__WHAT IS NEEDED__. Each line of the data holding "domain" should be found and copied.

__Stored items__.
※ ※ ※
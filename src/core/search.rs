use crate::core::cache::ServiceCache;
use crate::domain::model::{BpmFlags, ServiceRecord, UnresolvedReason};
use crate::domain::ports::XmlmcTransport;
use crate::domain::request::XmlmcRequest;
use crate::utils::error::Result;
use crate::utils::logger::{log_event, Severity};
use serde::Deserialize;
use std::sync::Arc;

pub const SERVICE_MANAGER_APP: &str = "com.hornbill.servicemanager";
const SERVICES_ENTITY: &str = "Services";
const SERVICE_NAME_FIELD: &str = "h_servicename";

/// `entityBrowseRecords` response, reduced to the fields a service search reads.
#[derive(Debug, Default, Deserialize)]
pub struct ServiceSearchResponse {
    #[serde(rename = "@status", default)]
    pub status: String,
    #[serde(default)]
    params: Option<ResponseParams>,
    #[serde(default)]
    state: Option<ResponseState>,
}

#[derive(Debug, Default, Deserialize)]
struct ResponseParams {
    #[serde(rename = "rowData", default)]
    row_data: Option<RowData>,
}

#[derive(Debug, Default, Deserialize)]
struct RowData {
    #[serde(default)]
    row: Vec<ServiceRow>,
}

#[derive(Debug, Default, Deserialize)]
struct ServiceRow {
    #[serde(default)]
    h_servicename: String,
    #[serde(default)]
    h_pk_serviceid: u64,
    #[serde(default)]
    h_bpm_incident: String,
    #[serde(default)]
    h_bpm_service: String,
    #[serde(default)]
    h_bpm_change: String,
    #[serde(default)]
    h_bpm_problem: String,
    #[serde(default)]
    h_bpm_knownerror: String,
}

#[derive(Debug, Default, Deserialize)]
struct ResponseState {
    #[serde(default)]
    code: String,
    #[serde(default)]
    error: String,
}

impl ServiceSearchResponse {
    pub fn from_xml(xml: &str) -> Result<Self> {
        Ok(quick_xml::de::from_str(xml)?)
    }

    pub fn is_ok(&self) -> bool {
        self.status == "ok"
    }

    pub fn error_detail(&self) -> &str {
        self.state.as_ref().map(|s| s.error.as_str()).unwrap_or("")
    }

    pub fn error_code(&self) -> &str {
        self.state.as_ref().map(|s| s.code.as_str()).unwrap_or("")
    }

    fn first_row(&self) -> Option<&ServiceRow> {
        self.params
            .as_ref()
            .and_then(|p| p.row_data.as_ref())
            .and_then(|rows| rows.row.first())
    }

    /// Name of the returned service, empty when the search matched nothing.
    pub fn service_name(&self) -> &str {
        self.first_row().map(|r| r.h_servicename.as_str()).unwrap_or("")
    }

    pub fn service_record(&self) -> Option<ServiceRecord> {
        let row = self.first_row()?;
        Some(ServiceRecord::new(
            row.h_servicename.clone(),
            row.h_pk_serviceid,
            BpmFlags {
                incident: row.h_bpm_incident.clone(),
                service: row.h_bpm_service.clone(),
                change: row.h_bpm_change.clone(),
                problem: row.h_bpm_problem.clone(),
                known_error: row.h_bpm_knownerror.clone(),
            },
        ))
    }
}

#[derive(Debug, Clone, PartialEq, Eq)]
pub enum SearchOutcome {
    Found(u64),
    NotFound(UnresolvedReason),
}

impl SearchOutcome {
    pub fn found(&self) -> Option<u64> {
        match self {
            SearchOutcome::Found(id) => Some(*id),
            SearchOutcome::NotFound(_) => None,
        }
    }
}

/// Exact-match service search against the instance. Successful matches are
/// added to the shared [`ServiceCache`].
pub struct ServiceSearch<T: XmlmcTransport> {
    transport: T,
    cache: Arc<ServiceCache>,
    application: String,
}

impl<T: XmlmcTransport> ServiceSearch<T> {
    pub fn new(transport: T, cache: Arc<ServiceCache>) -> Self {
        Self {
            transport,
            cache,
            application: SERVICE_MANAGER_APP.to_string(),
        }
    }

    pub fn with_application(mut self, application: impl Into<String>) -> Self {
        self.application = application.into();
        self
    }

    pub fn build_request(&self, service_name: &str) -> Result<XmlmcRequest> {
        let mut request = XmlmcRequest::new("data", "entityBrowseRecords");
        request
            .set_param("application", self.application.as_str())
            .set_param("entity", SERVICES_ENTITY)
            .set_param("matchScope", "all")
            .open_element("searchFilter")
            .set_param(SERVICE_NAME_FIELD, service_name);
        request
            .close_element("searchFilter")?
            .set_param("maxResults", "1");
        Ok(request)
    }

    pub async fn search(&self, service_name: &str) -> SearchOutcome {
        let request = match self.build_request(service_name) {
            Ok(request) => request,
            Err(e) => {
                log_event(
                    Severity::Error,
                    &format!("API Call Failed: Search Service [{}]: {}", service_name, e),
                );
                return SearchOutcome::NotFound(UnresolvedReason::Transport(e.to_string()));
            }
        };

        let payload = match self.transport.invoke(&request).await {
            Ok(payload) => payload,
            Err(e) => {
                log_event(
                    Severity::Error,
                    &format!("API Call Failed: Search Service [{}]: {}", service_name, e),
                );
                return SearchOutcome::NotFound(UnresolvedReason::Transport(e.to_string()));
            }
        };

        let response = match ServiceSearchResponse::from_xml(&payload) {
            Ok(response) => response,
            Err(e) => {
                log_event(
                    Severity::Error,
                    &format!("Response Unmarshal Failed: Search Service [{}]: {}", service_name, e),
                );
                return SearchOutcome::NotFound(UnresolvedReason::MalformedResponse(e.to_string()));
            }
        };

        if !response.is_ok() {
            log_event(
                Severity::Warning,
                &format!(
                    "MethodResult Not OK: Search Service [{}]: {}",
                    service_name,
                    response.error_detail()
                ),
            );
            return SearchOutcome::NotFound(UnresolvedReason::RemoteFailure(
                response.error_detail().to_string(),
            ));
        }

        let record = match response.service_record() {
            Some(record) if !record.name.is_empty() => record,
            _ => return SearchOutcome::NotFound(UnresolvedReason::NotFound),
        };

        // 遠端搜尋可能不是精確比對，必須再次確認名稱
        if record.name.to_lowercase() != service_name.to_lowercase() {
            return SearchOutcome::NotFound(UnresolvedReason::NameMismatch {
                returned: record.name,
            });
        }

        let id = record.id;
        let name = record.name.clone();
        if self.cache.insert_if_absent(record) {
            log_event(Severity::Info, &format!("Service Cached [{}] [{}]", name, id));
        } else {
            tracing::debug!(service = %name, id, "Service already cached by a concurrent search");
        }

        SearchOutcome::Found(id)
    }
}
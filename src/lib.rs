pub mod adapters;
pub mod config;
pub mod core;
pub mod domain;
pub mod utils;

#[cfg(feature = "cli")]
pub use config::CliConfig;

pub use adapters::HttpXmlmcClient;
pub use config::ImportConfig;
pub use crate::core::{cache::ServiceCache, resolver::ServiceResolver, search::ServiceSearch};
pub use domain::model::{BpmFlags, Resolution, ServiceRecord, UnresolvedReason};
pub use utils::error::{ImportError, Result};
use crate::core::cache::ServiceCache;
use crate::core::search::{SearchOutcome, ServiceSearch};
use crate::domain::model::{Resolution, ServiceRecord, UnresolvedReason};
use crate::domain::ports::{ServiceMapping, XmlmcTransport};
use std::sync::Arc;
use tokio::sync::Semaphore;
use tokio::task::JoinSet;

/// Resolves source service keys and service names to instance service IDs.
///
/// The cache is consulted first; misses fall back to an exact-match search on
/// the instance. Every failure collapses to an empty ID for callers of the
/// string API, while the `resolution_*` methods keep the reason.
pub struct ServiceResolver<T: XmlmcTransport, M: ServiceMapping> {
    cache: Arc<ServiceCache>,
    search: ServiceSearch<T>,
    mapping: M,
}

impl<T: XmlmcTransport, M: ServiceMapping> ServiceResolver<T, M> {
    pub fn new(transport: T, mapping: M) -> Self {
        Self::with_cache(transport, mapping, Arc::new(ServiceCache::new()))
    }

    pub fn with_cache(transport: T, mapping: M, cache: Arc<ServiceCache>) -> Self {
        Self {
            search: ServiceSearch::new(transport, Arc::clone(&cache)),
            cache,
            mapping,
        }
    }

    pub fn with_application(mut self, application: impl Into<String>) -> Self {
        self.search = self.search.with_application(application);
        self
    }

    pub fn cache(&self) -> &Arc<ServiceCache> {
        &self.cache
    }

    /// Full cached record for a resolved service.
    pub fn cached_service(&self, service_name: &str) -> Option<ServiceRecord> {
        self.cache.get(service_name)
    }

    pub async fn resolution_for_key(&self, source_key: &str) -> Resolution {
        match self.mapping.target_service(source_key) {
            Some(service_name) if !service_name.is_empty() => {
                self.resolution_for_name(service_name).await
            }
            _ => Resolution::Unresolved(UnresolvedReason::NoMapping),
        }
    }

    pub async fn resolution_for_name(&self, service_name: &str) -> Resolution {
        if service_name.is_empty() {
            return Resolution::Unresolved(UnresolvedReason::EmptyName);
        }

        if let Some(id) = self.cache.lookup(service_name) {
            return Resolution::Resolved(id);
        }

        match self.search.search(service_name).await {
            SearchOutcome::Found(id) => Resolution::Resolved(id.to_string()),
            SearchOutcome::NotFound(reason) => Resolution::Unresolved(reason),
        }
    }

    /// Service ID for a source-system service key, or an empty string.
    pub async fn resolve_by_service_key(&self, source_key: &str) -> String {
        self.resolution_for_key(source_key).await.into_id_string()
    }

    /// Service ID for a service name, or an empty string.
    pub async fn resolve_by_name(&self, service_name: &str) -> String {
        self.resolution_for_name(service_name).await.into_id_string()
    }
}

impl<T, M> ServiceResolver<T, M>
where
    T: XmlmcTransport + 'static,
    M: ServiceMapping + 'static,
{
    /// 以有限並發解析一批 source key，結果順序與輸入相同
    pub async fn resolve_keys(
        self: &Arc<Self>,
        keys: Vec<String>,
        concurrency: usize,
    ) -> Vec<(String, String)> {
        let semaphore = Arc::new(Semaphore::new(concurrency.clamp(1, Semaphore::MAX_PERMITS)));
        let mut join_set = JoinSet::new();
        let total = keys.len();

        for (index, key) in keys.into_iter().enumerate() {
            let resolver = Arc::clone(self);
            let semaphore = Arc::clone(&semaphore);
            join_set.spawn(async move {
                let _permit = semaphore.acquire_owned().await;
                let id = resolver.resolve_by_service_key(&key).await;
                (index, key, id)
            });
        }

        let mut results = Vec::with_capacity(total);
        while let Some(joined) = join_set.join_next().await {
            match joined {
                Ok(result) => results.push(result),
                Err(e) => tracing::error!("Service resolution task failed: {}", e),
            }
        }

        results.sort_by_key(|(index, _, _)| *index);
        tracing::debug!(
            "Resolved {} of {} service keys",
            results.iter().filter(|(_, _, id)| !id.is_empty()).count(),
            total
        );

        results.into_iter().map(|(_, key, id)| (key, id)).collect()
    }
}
※ ※ ※
__TASK OUTPUT__.
use crate::domain::model::{BpmFlags, ServiceRecord, UnresolvedReason};
use crate::domain::ports::XmlmcTransport;
use crate::domain::request::XmlmcRequest;
pub mod domain;
pub use domain::model::{BpmFlags, Resolution, ServiceRecord, UnresolvedReason};
use crate::domain::model::{Resolution, ServiceRecord, UnresolvedReason};
use crate::domain::ports::{ServiceMapping, XmlmcTransport};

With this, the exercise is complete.